## The task
In the data below, locate each line with the word "tests" and list it.

** Exercise data follows **

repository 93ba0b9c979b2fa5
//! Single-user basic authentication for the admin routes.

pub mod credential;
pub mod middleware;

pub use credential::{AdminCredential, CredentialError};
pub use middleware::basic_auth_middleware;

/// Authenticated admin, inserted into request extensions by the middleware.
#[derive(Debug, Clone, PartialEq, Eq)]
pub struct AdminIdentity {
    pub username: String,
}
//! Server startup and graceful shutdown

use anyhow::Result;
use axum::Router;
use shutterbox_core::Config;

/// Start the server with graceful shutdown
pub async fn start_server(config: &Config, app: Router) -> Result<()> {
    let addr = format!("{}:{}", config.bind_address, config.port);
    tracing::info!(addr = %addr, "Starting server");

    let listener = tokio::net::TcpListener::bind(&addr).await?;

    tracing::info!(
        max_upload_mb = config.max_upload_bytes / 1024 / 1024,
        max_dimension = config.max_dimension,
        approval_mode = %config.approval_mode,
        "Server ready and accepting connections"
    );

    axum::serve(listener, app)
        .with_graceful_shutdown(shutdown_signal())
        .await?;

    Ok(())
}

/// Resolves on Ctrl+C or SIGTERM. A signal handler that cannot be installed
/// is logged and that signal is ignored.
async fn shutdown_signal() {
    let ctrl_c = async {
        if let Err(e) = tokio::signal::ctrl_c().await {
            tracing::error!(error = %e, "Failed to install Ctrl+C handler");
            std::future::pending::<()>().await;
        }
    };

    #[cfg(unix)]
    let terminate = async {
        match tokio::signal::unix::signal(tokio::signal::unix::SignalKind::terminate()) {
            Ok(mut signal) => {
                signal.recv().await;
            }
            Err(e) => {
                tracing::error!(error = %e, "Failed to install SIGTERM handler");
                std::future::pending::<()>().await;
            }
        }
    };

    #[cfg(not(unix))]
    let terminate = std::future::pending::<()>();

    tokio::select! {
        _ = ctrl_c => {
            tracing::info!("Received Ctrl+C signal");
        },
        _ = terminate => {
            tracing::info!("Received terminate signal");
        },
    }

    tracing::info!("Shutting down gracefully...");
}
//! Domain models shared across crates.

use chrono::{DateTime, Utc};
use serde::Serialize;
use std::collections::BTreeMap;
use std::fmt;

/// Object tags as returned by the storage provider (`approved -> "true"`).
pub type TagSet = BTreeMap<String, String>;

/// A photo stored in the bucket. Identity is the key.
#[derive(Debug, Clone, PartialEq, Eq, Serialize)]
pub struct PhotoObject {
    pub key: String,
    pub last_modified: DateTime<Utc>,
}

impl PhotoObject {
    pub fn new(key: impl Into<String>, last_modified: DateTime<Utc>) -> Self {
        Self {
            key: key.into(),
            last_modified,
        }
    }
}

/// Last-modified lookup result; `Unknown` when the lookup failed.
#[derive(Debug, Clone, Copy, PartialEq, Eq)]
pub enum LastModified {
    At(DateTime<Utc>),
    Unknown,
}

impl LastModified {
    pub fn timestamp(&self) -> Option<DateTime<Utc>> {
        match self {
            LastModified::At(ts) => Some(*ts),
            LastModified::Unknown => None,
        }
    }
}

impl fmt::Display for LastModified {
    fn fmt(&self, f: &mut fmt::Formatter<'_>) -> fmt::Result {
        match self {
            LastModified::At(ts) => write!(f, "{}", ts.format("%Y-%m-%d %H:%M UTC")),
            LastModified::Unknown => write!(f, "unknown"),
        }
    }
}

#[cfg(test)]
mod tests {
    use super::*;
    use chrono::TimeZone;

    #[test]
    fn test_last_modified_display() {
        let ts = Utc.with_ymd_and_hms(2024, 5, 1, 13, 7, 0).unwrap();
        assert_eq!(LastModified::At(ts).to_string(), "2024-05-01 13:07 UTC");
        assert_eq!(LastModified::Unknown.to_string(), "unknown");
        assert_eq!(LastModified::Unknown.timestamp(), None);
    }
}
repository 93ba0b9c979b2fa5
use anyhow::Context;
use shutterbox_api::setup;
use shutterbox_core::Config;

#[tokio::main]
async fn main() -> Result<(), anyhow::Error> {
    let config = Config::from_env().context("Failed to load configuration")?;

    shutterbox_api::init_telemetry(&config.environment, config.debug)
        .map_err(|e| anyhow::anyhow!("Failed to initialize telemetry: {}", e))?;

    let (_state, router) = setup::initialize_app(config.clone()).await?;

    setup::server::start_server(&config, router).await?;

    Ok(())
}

** End of Exercise data **
** Exercise data follows **

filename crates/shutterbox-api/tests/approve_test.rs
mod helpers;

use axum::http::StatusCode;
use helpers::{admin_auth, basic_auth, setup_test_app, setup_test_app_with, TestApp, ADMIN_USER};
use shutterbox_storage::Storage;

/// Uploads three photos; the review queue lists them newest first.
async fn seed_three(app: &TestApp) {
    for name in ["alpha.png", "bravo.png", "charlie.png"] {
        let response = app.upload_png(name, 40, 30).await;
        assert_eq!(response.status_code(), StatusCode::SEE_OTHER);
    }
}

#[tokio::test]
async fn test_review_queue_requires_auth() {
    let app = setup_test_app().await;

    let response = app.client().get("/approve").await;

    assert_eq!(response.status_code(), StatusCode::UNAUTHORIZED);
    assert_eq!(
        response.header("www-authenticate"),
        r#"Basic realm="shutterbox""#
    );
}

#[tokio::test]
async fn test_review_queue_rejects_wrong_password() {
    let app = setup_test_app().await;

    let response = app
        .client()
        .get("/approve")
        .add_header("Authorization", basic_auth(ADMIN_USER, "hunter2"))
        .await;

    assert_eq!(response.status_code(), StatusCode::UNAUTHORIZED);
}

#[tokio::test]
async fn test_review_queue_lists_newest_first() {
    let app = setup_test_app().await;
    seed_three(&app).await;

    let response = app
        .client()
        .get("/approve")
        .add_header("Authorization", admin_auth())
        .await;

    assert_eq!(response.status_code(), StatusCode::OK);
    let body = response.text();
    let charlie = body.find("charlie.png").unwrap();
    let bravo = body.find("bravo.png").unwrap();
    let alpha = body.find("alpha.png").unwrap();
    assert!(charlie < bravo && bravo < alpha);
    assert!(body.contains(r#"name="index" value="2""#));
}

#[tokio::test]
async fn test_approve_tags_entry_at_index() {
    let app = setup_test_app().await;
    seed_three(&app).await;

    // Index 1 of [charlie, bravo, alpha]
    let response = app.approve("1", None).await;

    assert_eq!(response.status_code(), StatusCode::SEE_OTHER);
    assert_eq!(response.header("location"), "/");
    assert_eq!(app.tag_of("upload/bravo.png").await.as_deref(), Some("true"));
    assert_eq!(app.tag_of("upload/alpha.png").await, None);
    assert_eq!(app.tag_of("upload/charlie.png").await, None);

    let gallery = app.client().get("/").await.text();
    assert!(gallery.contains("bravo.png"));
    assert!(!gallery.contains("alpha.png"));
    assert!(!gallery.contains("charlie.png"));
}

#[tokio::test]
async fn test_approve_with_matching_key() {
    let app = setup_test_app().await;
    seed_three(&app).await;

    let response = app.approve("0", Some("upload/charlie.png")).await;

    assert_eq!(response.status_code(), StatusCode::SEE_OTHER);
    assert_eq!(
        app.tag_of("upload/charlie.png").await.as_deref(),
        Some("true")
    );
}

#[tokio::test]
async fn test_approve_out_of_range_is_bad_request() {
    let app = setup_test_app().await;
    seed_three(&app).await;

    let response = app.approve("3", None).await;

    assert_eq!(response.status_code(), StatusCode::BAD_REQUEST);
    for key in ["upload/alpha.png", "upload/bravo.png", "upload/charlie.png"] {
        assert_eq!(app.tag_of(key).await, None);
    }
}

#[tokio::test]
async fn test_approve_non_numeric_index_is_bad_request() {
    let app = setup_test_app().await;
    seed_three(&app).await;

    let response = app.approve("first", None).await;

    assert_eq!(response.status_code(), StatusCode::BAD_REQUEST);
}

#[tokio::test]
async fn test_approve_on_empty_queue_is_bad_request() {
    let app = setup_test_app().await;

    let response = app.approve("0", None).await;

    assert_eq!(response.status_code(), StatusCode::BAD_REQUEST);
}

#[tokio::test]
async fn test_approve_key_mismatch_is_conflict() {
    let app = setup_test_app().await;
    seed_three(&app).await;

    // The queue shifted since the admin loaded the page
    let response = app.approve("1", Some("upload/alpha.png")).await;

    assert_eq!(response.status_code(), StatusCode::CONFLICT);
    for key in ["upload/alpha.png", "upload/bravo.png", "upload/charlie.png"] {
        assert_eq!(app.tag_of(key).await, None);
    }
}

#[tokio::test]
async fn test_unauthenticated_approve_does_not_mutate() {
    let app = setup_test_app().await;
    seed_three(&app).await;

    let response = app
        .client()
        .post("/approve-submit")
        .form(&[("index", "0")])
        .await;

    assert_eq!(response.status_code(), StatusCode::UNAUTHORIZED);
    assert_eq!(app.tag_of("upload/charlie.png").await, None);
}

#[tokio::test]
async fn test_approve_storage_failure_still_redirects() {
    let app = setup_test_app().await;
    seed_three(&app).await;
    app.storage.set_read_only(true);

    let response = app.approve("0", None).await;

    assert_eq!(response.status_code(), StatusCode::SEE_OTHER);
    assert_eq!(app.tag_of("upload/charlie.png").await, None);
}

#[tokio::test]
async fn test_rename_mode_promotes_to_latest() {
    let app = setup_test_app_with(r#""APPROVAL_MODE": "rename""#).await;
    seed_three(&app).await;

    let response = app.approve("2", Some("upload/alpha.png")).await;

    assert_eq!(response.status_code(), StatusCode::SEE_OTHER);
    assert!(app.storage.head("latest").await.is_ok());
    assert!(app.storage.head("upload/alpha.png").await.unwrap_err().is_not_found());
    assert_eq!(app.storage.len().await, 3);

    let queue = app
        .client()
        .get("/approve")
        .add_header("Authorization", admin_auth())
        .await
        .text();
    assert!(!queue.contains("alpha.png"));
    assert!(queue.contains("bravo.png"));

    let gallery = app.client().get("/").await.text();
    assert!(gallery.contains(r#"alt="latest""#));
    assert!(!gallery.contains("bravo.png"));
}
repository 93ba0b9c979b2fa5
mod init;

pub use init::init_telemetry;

** End of Exercise data **

## Answer box
mod tests {
filename crates/shutterbox-api/tests/approve_test.rs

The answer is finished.